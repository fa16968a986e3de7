//! HTTP client for the platform gateway sidecar.

use std::path::Path;
use std::sync::Arc;
use std::time::Duration;

use async_trait::async_trait;
use futures::StreamExt;
use reqwest::{multipart, Client};
use serde::Deserialize;
use tokio::io::AsyncWriteExt;
use tokio::sync::RwLock;
use tracing::{debug, warn};

use crate::config::PlatformConfig;

use super::types::{classify_api_error, MediaPlatform, MediaRef, MediaType, PlatformError};

/// Client for a self-hosted gateway exposing the platform's private API
/// over plain REST endpoints.
pub struct GatewayClient {
    client: Client,
    config: PlatformConfig,
    /// Whether a session is believed active (cookie jar holds the actual
    /// session; this flag avoids a login round-trip per call).
    session: Arc<RwLock<bool>>,
}

impl GatewayClient {
    pub fn new(config: PlatformConfig) -> Self {
        let client = Client::builder()
            .timeout(Duration::from_secs(config.timeout_secs as u64))
            .cookie_store(true)
            .build()
            .expect("Failed to create HTTP client");

        Self {
            client,
            config,
            session: Arc::new(RwLock::new(false)),
        }
    }

    /// Get the base URL without trailing slash.
    fn base_url(&self) -> &str {
        self.config.url.trim_end_matches('/')
    }

    /// Ensure we have a valid session, logging in if needed.
    async fn ensure_authenticated(&self) -> Result<(), PlatformError> {
        if *self.session.read().await {
            return Ok(());
        }
        self.login().await
    }

    /// Make an authenticated GET request, re-authenticating once on a
    /// session rejection.
    async fn get_with_reauth(
        &self,
        endpoint: &str,
        query: &[(&str, String)],
    ) -> Result<reqwest::Response, PlatformError> {
        self.ensure_authenticated().await?;

        let url = format!("{}{}", self.base_url(), endpoint);
        let response = self
            .client
            .get(&url)
            .query(query)
            .send()
            .await
            .map_err(map_send_error)?;

        let status = response.status().as_u16();
        if matches!(status, 401 | 403) {
            warn!("Gateway session expired, re-authenticating");
            {
                let mut session = self.session.write().await;
                *session = false;
            }
            self.login().await?;

            let response = self
                .client
                .get(&url)
                .query(query)
                .send()
                .await
                .map_err(map_send_error)?;
            return error_for_status(response).await;
        }

        error_for_status(response).await
    }

    /// Build the multipart form for an upload.
    async fn upload_form(path: &Path, caption: &str) -> Result<multipart::Form, PlatformError> {
        let bytes = tokio::fs::read(path).await?;
        let file_name = path
            .file_name()
            .map(|n| n.to_string_lossy().into_owned())
            .unwrap_or_else(|| "upload".to_string());

        Ok(multipart::Form::new()
            .part("file", multipart::Part::bytes(bytes).file_name(file_name))
            .text("caption", caption.to_string()))
    }

    /// POST an upload to the given endpoint with the longer upload timeout.
    async fn post_upload(
        &self,
        endpoint: &str,
        path: &Path,
        caption: &str,
    ) -> Result<(), PlatformError> {
        self.ensure_authenticated().await?;

        let url = format!("{}{}", self.base_url(), endpoint);
        let form = Self::upload_form(path, caption).await?;

        let response = self
            .client
            .post(&url)
            .timeout(Duration::from_secs(self.config.upload_timeout_secs as u64))
            .multipart(form)
            .send()
            .await
            .map_err(map_send_error)?;

        error_for_status(response).await?;
        debug!("Upload to {} accepted", endpoint);
        Ok(())
    }
}

/// Media item as returned by the gateway (mirrors the platform's own shape).
#[derive(Debug, Deserialize)]
struct GatewayMedia {
    pk: serde_json::Value,
    media_type: u8,
    #[serde(default)]
    like_count: u64,
    #[serde(default)]
    comment_count: u64,
    #[serde(default)]
    caption_text: Option<String>,
    user: GatewayUser,
}

#[derive(Debug, Deserialize)]
struct GatewayUser {
    username: String,
}

impl GatewayMedia {
    fn into_media_ref(self) -> MediaRef {
        let id = match self.pk {
            serde_json::Value::String(s) => s,
            other => other.to_string(),
        };
        MediaRef {
            id,
            media_type: if self.media_type == 2 {
                MediaType::Video
            } else {
                MediaType::Image
            },
            like_count: self.like_count,
            comment_count: self.comment_count,
            caption_text: self.caption_text,
            username: self.user.username,
        }
    }
}

#[async_trait]
impl MediaPlatform for GatewayClient {
    fn name(&self) -> &str {
        "gateway"
    }

    async fn login(&self) -> Result<(), PlatformError> {
        let url = format!("{}/auth/login", self.base_url());

        let params = [
            ("username", self.config.username.as_str()),
            ("password", self.config.password.as_str()),
        ];

        let response = self
            .client
            .post(&url)
            .timeout(Duration::from_secs(self.config.login_timeout_secs as u64))
            .form(&params)
            .send()
            .await
            .map_err(|e| {
                if e.is_timeout() {
                    PlatformError::Timeout
                } else if e.is_connect() {
                    PlatformError::ConnectionFailed(e.to_string())
                } else {
                    PlatformError::AuthenticationFailed(e.to_string())
                }
            })?;

        let status = response.status();
        if !status.is_success() {
            let body = response.text().await.unwrap_or_default();
            return Err(PlatformError::AuthenticationFailed(format!(
                "HTTP {}: {}",
                status,
                body.chars().take(100).collect::<String>()
            )));
        }

        debug!("Gateway login successful");
        let mut session = self.session.write().await;
        *session = true;
        Ok(())
    }

    async fn is_authenticated(&self) -> bool {
        *self.session.read().await
    }

    async fn search_by_tag(&self, tag: &str, limit: u32) -> Result<Vec<MediaRef>, PlatformError> {
        let response = self
            .get_with_reauth(
                "/hashtag/top",
                &[("name", tag.to_string()), ("amount", limit.to_string())],
            )
            .await?;

        let items: Vec<GatewayMedia> = response
            .json()
            .await
            .map_err(|e| PlatformError::Api {
                status: 200,
                message: format!("Malformed search response: {}", e),
            })?;

        Ok(items.into_iter().map(GatewayMedia::into_media_ref).collect())
    }

    async fn download(&self, media: &MediaRef, dest: &Path) -> Result<(), PlatformError> {
        if let Some(parent) = dest.parent() {
            tokio::fs::create_dir_all(parent).await?;
        }

        let response = self
            .get_with_reauth("/media/download", &[("media_id", media.id.clone())])
            .await?;

        let mut file = tokio::fs::File::create(dest).await?;
        let mut stream = response.bytes_stream();
        while let Some(chunk) = stream.next().await {
            let chunk = chunk.map_err(|e| {
                if e.is_timeout() {
                    PlatformError::Timeout
                } else {
                    PlatformError::ConnectionFailed(e.to_string())
                }
            })?;
            file.write_all(&chunk).await?;
        }
        file.flush().await?;

        debug!("Downloaded media {} to {}", media.id, dest.display());
        Ok(())
    }

    async fn upload_photo(&self, path: &Path, caption: &str) -> Result<(), PlatformError> {
        self.post_upload("/photo/upload", path, caption).await
    }

    async fn upload_video(&self, path: &Path, caption: &str) -> Result<(), PlatformError> {
        self.post_upload("/video/upload", path, caption).await
    }

    async fn upload_clip(&self, path: &Path, caption: &str) -> Result<(), PlatformError> {
        self.post_upload("/clip/upload", path, caption).await
    }
}

fn map_send_error(e: reqwest::Error) -> PlatformError {
    if e.is_timeout() {
        PlatformError::Timeout
    } else if e.is_connect() {
        PlatformError::ConnectionFailed(e.to_string())
    } else {
        PlatformError::Api {
            status: 0,
            message: e.to_string(),
        }
    }
}

/// Turn a non-success response into a classified error.
async fn error_for_status(response: reqwest::Response) -> Result<reqwest::Response, PlatformError> {
    let status = response.status();
    if status.is_success() {
        return Ok(response);
    }
    let message = response.text().await.unwrap_or_default();
    Err(classify_api_error(status.as_u16(), message))
}

#[cfg(test)]
mod tests {
    use super::*;

    fn config(url: &str) -> PlatformConfig {
        PlatformConfig {
            url: url.to_string(),
            username: "poster".to_string(),
            password: "hunter2".to_string(),
            timeout_secs: 30,
            login_timeout_secs: 30,
            upload_timeout_secs: 120,
        }
    }

    #[test]
    fn test_base_url_strips_trailing_slash() {
        let client = GatewayClient::new(config("http://localhost:8000/"));
        assert_eq!(client.base_url(), "http://localhost:8000");
    }

    #[tokio::test]
    async fn test_client_starts_unauthenticated() {
        let client = GatewayClient::new(config("http://localhost:8000"));
        assert!(!client.is_authenticated().await);
    }

    #[test]
    fn test_gateway_media_mapping_numeric_pk() {
        let json = r#"{
            "pk": 3141592653589,
            "media_type": 2,
            "like_count": 1200,
            "comment_count": 30,
            "caption_text": "so cute #cat",
            "user": {"username": "catlady"}
        }"#;
        let wire: GatewayMedia = serde_json::from_str(json).unwrap();
        let media = wire.into_media_ref();

        assert_eq!(media.id, "3141592653589");
        assert_eq!(media.media_type, MediaType::Video);
        assert_eq!(media.like_count, 1200);
        assert_eq!(media.username, "catlady");
    }

    #[test]
    fn test_gateway_media_mapping_image_type() {
        let json = r#"{"pk": "abc", "media_type": 1, "user": {"username": "u"}}"#;
        let wire: GatewayMedia = serde_json::from_str(json).unwrap();
        let media = wire.into_media_ref();

        assert_eq!(media.id, "abc");
        assert_eq!(media.media_type, MediaType::Image);
        assert_eq!(media.like_count, 0);
    }
}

> **THE PROBLEM**:
Exact copies of the line with "assert_eq!(media.media_type, MediaType::Video);" and of every later line in the entries make up the whole answer.

> **WRITTEN SOLUTION**:
        assert_eq!(media.media_type, MediaType::Video);
        assert_eq!(media.like_count, 1200);
        assert_eq!(media.username, "catlady");
    }

    #[test]
    fn test_gateway_media_mapping_image_type() {
        let json = r#"{"pk": "abc", "media_type": 1, "user": {"username": "u"}}"#;
        let wire: GatewayMedia = serde_json::from_str(json).unwrap();
        let media = wire.into_media_ref();

        assert_eq!(media.id, "abc");
        assert_eq!(media.media_type, MediaType::Image);
        assert_eq!(media.like_count, 0);
    }
}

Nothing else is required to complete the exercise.